Dr. Hannan is an Assistant Professor of Political Studies at the University of Manitoba. She earned her D.Phil. from Oxford University and was a postdoctoral fellow at Stanford University’s Center for Ethics in Society. Sarah works within contemporary moral and political philosophy. She has published on the morality of procreation and parenting, children’s rights, and the value of childhood (Theory and Research in Education, Journal of Applied Philosophy, and Critical Review of International Social and Political Philosophy).
Heather Krepski is currently a doctoral candidate and sessional instructor in the Faculty of Education at the University of Manitoba. Her research interest lies in the area of student well-being in schools. She also explores topics within foundations in education (sociology and philosophy of education), cross-cultural education, assessment and evaluation, and research methods in education. Her Master’s thesis explored the ways and to what degree student data are valued or practically applied in the decision making process in Manitoba. Previously, Heather spent five years teaching at the high school level in the Toronto District School Board.
Graham W. Lea is an Assistant Professor of drama education and language and literacy in the Faculty of Education at the University of Manitoba. Previously he served as an assistant professor at the National Institute of Education / Nanyang Technological University in Singapore. He completed a SSHRC Post-doctoral fellowship at the University of Prince Edward Island which examined narrative and teacher identity. While completing his PhD, Graham was a Vanier Doctoral Fellow the University of British Columbia. Graham has taught in secondary and post-secondary settings around the world including in the Dadaab refugee camp in Kenya as part of Borderless Higher Education for Refugees (BHER). His research has received awards from organizations including the International Congress of Qualitative Inquiry, the Canadian Association for Teacher Education, and the Arts Researchers and Teachers Society. Graham’s recent research-based theatre production Contact!Unload examines experiences of veterans transitioning to civilian life. It has been performed across Canada and in London where it was shared with audiences including HRH Prince Harry. Graham has published and presented widely and is co-editor, with Dr. George Belliveau, of the book Research-based Theatre: An Artistic Methodology published by Intellect in 2016.
Grace Ukasoanya received a PhD from the Counsellor Education Program at Michigan State University, East Lansing, Michigan. Grace, a former Fulbright scholar, is currently an assistant professor with the Counseling Psychology program at the University of Manitoba. She conducts research in the areas of counselor training (national and international), student well-being, well-being context in schools and training for competency in student well-being service delivery. She is also a two-time Carnegie fellow with focus on counselor training and well-being in military contexts.

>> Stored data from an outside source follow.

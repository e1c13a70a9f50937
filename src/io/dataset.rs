//! Read/write dataset JSON files.
//!
//! Dataset JSON is the "portable" representation of a finished run:
//! - dashboard kind + series ids + panel toggles
//! - the windowed derived rows and their index bases
//! - the warnings that were active when the run was exported
//!
//! `mdash plot` re-renders a dataset without any network access.

use std::fs::File;
use std::path::Path;

use serde::{Deserialize, Serialize};

use crate::app::pipeline::{RunOutput, build_panels};
use crate::domain::{AlignedRow, Dashboard, DashboardConfig, IndexBases, Panel};
use crate::error::AppError;

#[derive(Debug, Clone, Serialize, Deserialize)]
pub struct DatasetFile {
    pub tool: String,
    pub dashboard: Dashboard,
    pub series_a: String,
    pub series_b: String,
    pub base_year: i32,
    pub show_ratio: bool,
    pub show_index: bool,
    pub bases: IndexBases,
    pub warnings: Vec<String>,
    pub rows: Vec<AlignedRow>,
}

impl DatasetFile {
    pub fn from_run(run: &RunOutput) -> Self {
        Self {
            tool: "mdash".to_string(),
            dashboard: run.config.dashboard,
            series_a: run.config.series_a.clone(),
            series_b: run.config.series_b.clone(),
            base_year: run.config.base_year,
            show_ratio: run.config.show_ratio,
            show_index: run.config.show_index,
            bases: run.bases,
            warnings: run.warnings.clone(),
            rows: run.view.clone(),
        }
    }

    /// Rebuild chart panels from the stored rows, applying the same
    /// suppression rules as a live run.
    pub fn panels(&self) -> Vec<Panel> {
        build_panels(&self.label_config(), &self.rows, &self.bases)
    }

    // Panels only consume labels and toggles from the config; the fetch and
    // join settings are irrelevant for a saved dataset.
    fn label_config(&self) -> DashboardConfig {
        let mut config = DashboardConfig::for_dashboard(self.dashboard);
        config.series_a = self.series_a.clone();
        config.series_b = self.series_b.clone();
        config.base_year = self.base_year;
        config.show_ratio = self.show_ratio;
        config.show_index = self.show_index;
        config
    }
}

/// Write a dataset JSON file.
pub fn write_dataset_json(path: &Path, run: &RunOutput) -> Result<(), AppError> {
    let file = File::create(path).map_err(|e| {
        AppError::invalid(format!("Failed to create dataset JSON '{}': {e}", path.display()))
    })?;

    serde_json::to_writer_pretty(file, &DatasetFile::from_run(run))
        .map_err(|e| AppError::invalid(format!("Failed to write dataset JSON: {e}")))?;

    Ok(())
}

/// Read a dataset JSON file.
pub fn read_dataset_json(path: &Path) -> Result<DatasetFile, AppError> {
    let file = File::open(path).map_err(|e| {
        AppError::invalid(format!("Failed to open dataset JSON '{}': {e}", path.display()))
    })?;
    let dataset: DatasetFile = serde_json::from_reader(file)
        .map_err(|e| AppError::invalid(format!("Invalid dataset JSON: {e}")))?;
    Ok(dataset)
}

#[cfg(test)]
mod tests {
    use super::*;
    use crate::app::pipeline::run_dashboard;
    use crate::data::{FredGraphClient, SeriesCache};
    use std::time::Duration;

    #[test]
    fn dataset_round_trip_preserves_rows_and_panels() {
        let mut config = DashboardConfig::for_dashboard(Dashboard::Gdp);
        config.offline = true;
        config.show_index = true;

        let client = FredGraphClient::with_base_url("http://unused.invalid");
        let mut cache = SeriesCache::new(Duration::from_secs(0));
        let run = run_dashboard(&config, &client, &mut cache).unwrap();

        let path = std::env::temp_dir().join(format!("mdash-dataset-{}.json", std::process::id()));
        write_dataset_json(&path, &run).unwrap();
        let dataset = read_dataset_json(&path).unwrap();
        std::fs::remove_file(&path).ok();

        assert_eq!(dataset.tool, "mdash");
        assert_eq!(dataset.rows.len(), run.view.len());
        // Rebuilt panels match the live run's panel set.
        let panels = dataset.panels();
        assert_eq!(panels.len(), run.panels.len());
        assert_eq!(panels[0].series.len(), run.panels[0].series.len());
    }

    #[test]
    fn unreadable_dataset_is_an_invalid_input_error() {
        let path = std::env::temp_dir().join(format!("mdash-missing-{}.json", std::process::id()));
        let err = read_dataset_json(&path).unwrap_err();
        assert_eq!(err.exit_code(), 2);
    }
}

Jennifer Watt is an Assistant Professor at the University of Manitoba who focuses on language and literacy, teacher education, and wellbeing and well-becoming. Graduating with her PhD from the University of Manitoba in 2017, Jennifer was the recipient of a Distinguished Dissertation Award for her work on developing life writing practices for teachers in all stages of their careers to engage with vulnerability, discomfort, mindfulness, and compassion. Jen brings to this research initiative a passion for exploring how flourishing literacy in and out of schools can contribute to a sense of students’ wellbeing and well-becoming.